Supplied material:
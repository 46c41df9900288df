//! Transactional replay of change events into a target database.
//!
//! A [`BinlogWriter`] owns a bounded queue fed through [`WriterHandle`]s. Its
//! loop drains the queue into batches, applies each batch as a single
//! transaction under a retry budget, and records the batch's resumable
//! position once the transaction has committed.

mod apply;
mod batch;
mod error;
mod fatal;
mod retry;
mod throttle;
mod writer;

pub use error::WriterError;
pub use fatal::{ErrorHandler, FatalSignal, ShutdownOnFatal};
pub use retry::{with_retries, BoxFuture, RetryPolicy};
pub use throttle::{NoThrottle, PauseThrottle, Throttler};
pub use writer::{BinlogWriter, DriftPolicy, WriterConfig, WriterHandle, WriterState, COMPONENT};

* * *

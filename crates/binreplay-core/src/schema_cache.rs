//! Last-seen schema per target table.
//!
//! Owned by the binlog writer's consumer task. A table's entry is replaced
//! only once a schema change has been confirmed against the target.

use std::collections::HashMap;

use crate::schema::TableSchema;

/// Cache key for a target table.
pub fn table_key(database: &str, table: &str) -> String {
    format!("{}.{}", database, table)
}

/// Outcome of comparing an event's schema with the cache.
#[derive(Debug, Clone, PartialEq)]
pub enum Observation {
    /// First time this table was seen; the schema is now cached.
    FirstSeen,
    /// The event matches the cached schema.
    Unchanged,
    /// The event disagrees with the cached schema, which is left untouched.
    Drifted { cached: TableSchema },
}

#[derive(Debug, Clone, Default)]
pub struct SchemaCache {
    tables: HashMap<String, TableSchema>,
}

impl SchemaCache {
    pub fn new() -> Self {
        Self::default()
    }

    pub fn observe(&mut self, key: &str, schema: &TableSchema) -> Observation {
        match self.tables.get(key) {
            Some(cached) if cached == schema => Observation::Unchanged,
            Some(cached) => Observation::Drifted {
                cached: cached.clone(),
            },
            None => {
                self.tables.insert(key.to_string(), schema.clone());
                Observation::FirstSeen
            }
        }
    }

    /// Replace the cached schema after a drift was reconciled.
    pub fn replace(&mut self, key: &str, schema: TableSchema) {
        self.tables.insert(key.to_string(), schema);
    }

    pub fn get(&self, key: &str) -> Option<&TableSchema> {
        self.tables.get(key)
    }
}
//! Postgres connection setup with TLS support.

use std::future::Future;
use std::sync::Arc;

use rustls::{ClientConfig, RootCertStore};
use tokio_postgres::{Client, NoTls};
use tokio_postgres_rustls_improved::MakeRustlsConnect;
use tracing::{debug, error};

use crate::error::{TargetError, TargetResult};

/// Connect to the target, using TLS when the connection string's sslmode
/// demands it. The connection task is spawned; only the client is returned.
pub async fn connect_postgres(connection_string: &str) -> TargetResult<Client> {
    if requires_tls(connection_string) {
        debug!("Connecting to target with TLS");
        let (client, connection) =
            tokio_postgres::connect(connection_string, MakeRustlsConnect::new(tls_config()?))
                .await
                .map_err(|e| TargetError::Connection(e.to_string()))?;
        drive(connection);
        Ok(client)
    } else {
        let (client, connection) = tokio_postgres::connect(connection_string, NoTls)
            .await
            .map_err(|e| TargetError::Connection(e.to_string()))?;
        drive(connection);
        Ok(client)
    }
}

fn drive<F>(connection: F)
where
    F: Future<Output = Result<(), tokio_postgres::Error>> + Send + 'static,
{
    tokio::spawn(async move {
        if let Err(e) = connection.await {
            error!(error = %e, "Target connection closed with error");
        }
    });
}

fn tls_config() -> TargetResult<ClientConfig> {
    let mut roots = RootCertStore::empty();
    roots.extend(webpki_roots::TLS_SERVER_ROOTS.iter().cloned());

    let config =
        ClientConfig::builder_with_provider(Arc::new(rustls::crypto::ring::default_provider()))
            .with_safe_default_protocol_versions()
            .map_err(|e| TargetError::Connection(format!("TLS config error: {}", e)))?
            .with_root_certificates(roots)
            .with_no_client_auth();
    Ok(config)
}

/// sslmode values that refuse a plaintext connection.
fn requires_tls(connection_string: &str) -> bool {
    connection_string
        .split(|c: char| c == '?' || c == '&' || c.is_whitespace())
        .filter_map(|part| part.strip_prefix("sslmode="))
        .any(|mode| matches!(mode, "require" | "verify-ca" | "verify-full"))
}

Your goal: Pull every line containing "batch" from the entries above and copy it.

Final answer:
//! loop drains the queue into batches, applies each batch as a single
//! transaction under a retry budget, and records the batch's resumable
mod batch;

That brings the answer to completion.